In my practice, I found that these are the ranges below are the ones in which my patients thrive. Another important factor to take into consideration is how you actually feel. I always took how my patients were feeling into account when assessing their thyroid levels and determining how to address their thyroid problems.
- TSH 1-2 UIU/ML or lower (Armour or compounded T3 can artificially suppress TSH)
- FT4 >1.1 NG/DL
- FT3 > 3.2 PG/ML
- RT3 less than a 10:1 ratio RT3:FT3
- TPO – TgAb – < 4 IU/ML or negative
What are 10 things you can do to improve your thyroid function?

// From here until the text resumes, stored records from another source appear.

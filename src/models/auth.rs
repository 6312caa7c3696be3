// src/models/auth.rs
// DOCUMENTATION: Authentication data structures
// PURPOSE: Credential pair, login/register DTOs and the user profile

use serde::{Deserialize, Serialize};
use validator::Validate;

use super::validators::{letters_only, not_blank, strong_password};

/// Access/refresh token pair held in persisted storage
#[derive(Debug, Clone, PartialEq, Eq)]
pub struct CredentialPair {
    pub access_token: String,
    pub refresh_token: String,
}

/// Request DTO for POST /auth/login
#[derive(Debug, Clone, Serialize, Deserialize, Validate)]
pub struct LoginRequest {
    #[validate(email)]
    pub email: String,

    #[serde(rename = "motDePasse")]
    #[validate(custom = "not_blank")]
    pub password: String,
}

/// Request DTO for POST /auth/register
/// DOCUMENTATION: Mirrors the registration form rules
#[derive(Debug, Clone, Serialize, Deserialize, Validate)]
pub struct RegisterRequest {
    /// Display name
    #[serde(rename = "nom")]
    #[validate(length(min = 2, max = 50), custom = "letters_only")]
    pub name: String,

    #[validate(email)]
    pub email: String,

    #[serde(rename = "motDePasse")]
    #[validate(length(min = 8, max = 128), custom = "strong_password")]
    pub password: String,

    /// Home city
    #[serde(rename = "ville")]
    #[validate(length(min = 2, max = 100), custom = "letters_only")]
    pub city: String,

    #[serde(default = "default_role")]
    pub role: String,
}

fn default_role() -> String {
    "USER".to_string()
}

impl RegisterRequest {
    pub fn new(name: &str, email: &str, password: &str, city: &str) -> Self {
        Self {
            name: name.to_string(),
            email: email.to_string(),
            password: password.to_string(),
            city: city.to_string(),
            role: default_role(),
        }
    }
}

/// Response of login, refresh and profile update
#[derive(Debug, Clone, Serialize, Deserialize)]
#[serde(rename_all = "camelCase")]
pub struct LoginResponse {
    pub token: String,

    /// Absent when the backend keeps the current refresh token
    #[serde(default)]
    pub refresh_token: Option<String>,
}

/// Request DTO for POST /auth/refresh
#[derive(Debug, Clone, Serialize, Deserialize)]
#[serde(rename_all = "camelCase")]
pub struct RefreshRequest {
    pub refresh_token: String,
}

/// Authenticated user profile from GET /auth/me
#[derive(Debug, Clone, Serialize, Deserialize, PartialEq)]
#[serde(rename_all = "camelCase")]
pub struct User {
    pub id: i64,

    #[serde(rename = "nom")]
    pub name: String,

    pub email: String,

    #[serde(rename = "adresse", default)]
    pub address: Option<String>,

    #[serde(rename = "ville", default)]
    pub city: Option<String>,

    #[serde(rename = "profilPhoto", default)]
    pub profile_photo: Option<String>,

    #[serde(default)]
    pub role: Option<String>,
}

/// Request DTO for PUT /auth/update; only present fields change
#[derive(Debug, Clone, Default, Serialize, Deserialize, Validate)]
pub struct UpdateUserRequest {
    #[serde(rename = "nom", skip_serializing_if = "Option::is_none")]
    #[validate(length(min = 2, max = 50), custom = "letters_only")]
    pub name: Option<String>,

    #[serde(skip_serializing_if = "Option::is_none")]
    #[validate(email)]
    pub email: Option<String>,

    #[serde(rename = "adresse", skip_serializing_if = "Option::is_none")]
    pub address: Option<String>,

    #[serde(rename = "ville", skip_serializing_if = "Option::is_none")]
    #[validate(length(min = 2, max = 100), custom = "letters_only")]
    pub city: Option<String>,

    #[serde(rename = "motDePasse", skip_serializing_if = "Option::is_none")]
    #[validate(length(min = 8, max = 128), custom = "strong_password")]
    pub password: Option<String>,
}
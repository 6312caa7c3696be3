// src/errors.rs
// DOCUMENTATION: Custom error types for client operations
// PURPOSE: Centralized error handling for the pipeline, services and views

use reqwest::StatusCode;
use serde_json::Value;
use thiserror::Error;

/// Client-side error types
/// DOCUMENTATION: Comprehensive error enum for all possible failures
/// Each non-2xx backend response maps to exactly one variant via `from_status`
#[derive(Error, Debug, Clone, PartialEq)]
pub enum ClientError {
    /// Transport-level failure: no response was received
    #[error("Network failure: {0}")]
    NetworkFailure(String),

    /// Backend answered 401
    #[error("Unauthorized: {0}")]
    Unauthorized(String),

    /// Credential refresh failed; stored credentials were cleared
    #[error("Session expired")]
    SessionExpired,

    #[error("HTTP error {status}: {message}")]
    Http { status: u16, message: String },

    #[error("Invalid input: {0}")]
    InvalidInput(String),

    #[error("Validation error: {0}")]
    ValidationError(String),

    #[error("Storage error: {0}")]
    Storage(String),

    #[error("Parse error: {0}")]
    Parse(String),

    #[error("External API error: {0}")]
    ExternalApiError(String),

    #[error("Rate limit exceeded")]
    RateLimitExceeded,
}

impl ClientError {
    /// Build an error from a non-success HTTP status and its body
    /// DOCUMENTATION: Inverse of the backend's status mapping
    pub fn from_status(status: u16, body: &str) -> Self {
        match status {
            401 => ClientError::Unauthorized(body.to_string()),
            429 => ClientError::RateLimitExceeded,
            _ => ClientError::Http {
                status,
                message: body.to_string(),
            },
        }
    }

    /// HTTP status carried by this error, if any
    pub fn status(&self) -> Option<u16> {
        match self {
            ClientError::Unauthorized(_) => Some(StatusCode::UNAUTHORIZED.as_u16()),
            ClientError::RateLimitExceeded => Some(StatusCode::TOO_MANY_REQUESTS.as_u16()),
            ClientError::Http { status, .. } => Some(*status),
            _ => None,
        }
    }

    pub fn is_unauthorized(&self) -> bool {
        matches!(self, ClientError::Unauthorized(_))
    }

    /// `message` field of a JSON error body sent by the backend
    pub fn server_message(&self) -> Option<String> {
        match self {
            ClientError::Http { message, .. } | ClientError::Unauthorized(message) => {
                backend_message(message)
            }
            _ => None,
        }
    }

    /// Message suitable for showing to the user
    /// DOCUMENTATION: A backend-provided `{"message": ...}` body wins,
    /// otherwise the text is chosen from the status code
    pub fn user_message(&self) -> String {
        match self {
            ClientError::SessionExpired => {
                "Your session has expired. Please log in again.".to_string()
            }
            ClientError::NetworkFailure(_) => {
                "Unable to reach the server. Please check your connection.".to_string()
            }
            ClientError::Unauthorized(body) => backend_message(body)
                .unwrap_or_else(|| "You are not signed in. Please log in.".to_string()),
            ClientError::ValidationError(msg) | ClientError::InvalidInput(msg) => msg.clone(),
            ClientError::Http { status, message } => {
                if let Some(server_message) = backend_message(message) {
                    return server_message;
                }
                match status {
                    400 => "The submitted data is not valid. Please check all fields.",
                    409 => "This email address is already in use.",
                    422 => "The submitted data does not meet the required criteria.",
                    500 => "Server error. Please try again later.",
                    _ => "An unexpected error occurred. Please try again.",
                }
                .to_string()
            }
            other => other.to_string(),
        }
    }

    /// Display text for a failed login, where a 401 means bad credentials
    pub fn login_message(&self) -> String {
        match self {
            ClientError::Unauthorized(_) => "Invalid email or password.".to_string(),
            other => other.user_message(),
        }
    }
}

/// Extract `message` from a JSON error body
fn backend_message(body: &str) -> Option<String> {
    let value: Value = serde_json::from_str(body).ok()?;
    value
        .get("message")
        .and_then(Value::as_str)
        .filter(|m| !m.trim().is_empty())
        .map(str::to_string)
}

impl From<validator::ValidationErrors> for ClientError {
    fn from(errors: validator::ValidationErrors) -> Self {
        ClientError::ValidationError(errors.to_string())
    }
}

impl From<serde_json::Error> for ClientError {
    fn from(error: serde_json::Error) -> Self {
        ClientError::Parse(error.to_string())
    }
}

/// Result type alias for client operations
pub type ClientResult<T> = Result<T, ClientError>;

#[cfg(test)]
mod tests {
    use super::*;

    #[test]
    fn test_from_status_mapping() {
        assert_eq!(
            ClientError::from_status(401, "expired"),
            ClientError::Unauthorized("expired".to_string())
        );
        assert_eq!(
            ClientError::from_status(429, ""),
            ClientError::RateLimitExceeded
        );
        assert_eq!(
            ClientError::from_status(404, "missing"),
            ClientError::Http {
                status: 404,
                message: "missing".to_string()
            }
        );
    }

    #[test]
    fn test_status_roundtrip() {
        assert_eq!(ClientError::from_status(401, "").status(), Some(401));
        assert_eq!(ClientError::from_status(503, "").status(), Some(503));
        assert_eq!(ClientError::SessionExpired.status(), None);
        assert!(ClientError::from_status(401, "").is_unauthorized());
        assert!(!ClientError::from_status(403, "").is_unauthorized());
    }

    #[test]
    fn test_user_message_prefers_backend_message() {
        let err = ClientError::from_status(400, r#"{"message":"Name is too short"}"#);
        assert_eq!(err.user_message(), "Name is too short");
        assert_eq!(err.server_message().as_deref(), Some("Name is too short"));
        assert_eq!(ClientError::from_status(500, "boom").server_message(), None);
    }

    #[test]
    fn test_unauthorized_wording_depends_on_context() {
        let rejected = ClientError::from_status(401, "");
        assert_eq!(rejected.login_message(), "Invalid email or password.");
        assert_eq!(rejected.user_message(), "You are not signed in. Please log in.");

        let with_body = ClientError::from_status(401, r#"{"message":"Token revoked"}"#);
        assert_eq!(with_body.user_message(), "Token revoked");
        assert_eq!(
            ClientError::SessionExpired.login_message(),
            ClientError::SessionExpired.user_message()
        );
    }

    #[test]
    fn test_user_message_by_status() {
        assert_eq!(
            ClientError::from_status(409, "Email déjà utilisé.").user_message(),
            "This email address is already in use."
        );
        assert_eq!(
            ClientError::from_status(500, "").user_message(),
            "Server error. Please try again later."
        );
        assert_eq!(
            ClientError::from_status(418, "").user_message(),
            "An unexpected error occurred. Please try again."
        );
    }
}
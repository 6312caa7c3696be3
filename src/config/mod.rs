// src/config/mod.rs
// DOCUMENTATION: Configuration module organization
// PURPOSE: Re-export configuration components

pub mod env;
pub mod http;

pub use env::Config;
pub use http::init_http_client;
// src/storage/mod.rs
// DOCUMENTATION: Storage module organization
// PURPOSE: Re-export credential storage components

pub mod token_store;

pub use token_store::*;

1. Take a high-quality multivitamin with iodine, zinc, selenium, iron, vitamin D, and B vitamins.
2. Ensure your multivitamin contains sufficient levels of iodine to help with the FT4 to FT3 conversion. I custom-formulated The Myers Way® Multivitamin to include all of the essential nutrients for thyroid function.
3. Give up gluten. If you have Hashimoto’s, try going completely gluten-, grain-, and legume-free. Additionally, it’s best to eliminate foods that cross-react with gluten, such as dairy, corn, and oats among other foods. Once your body identifies gluten as an invader in your bloodstream, as long as a molecule’s structure is similar enough, your immune system registers it as an invader and attacks.
4. Deal with your stress and support your adrenal glands. The adrenal glands and thyroid work hand in hand. I recommend restorative yoga and adaptogenic herbs such as those in my Adrenal Support so your adrenal glands can cope with stress.
5. Get 8 to 10 hours of sleep a night. Many of your hormone receptors are geared to your circadian rhythms, which may be governed by clock genes that evolved to keep your body adjusted to the daily, seasonal, and annual rhythms of the planet.
6. Have a biological dentist safely remove any amalgam fillings you may have.
7. Watch your intake of cruciferous vegetables. There is a bit of a debate surrounding this. These veggies contain goitrogens. A goitrogen is a compound that suppresses the thyroid gland by inhibiting the uptake of iodine.
8. Banish fluoride, bromide, and chlorine from your diet and environment.
9. Heal your gut. A properly functioning digestive system (gut) is critical to good health.
10. Find a functional medicine doctor in your area and have that person run the above laboratory tests. She or he can work with you to find the root cause of your thyroid imbalance.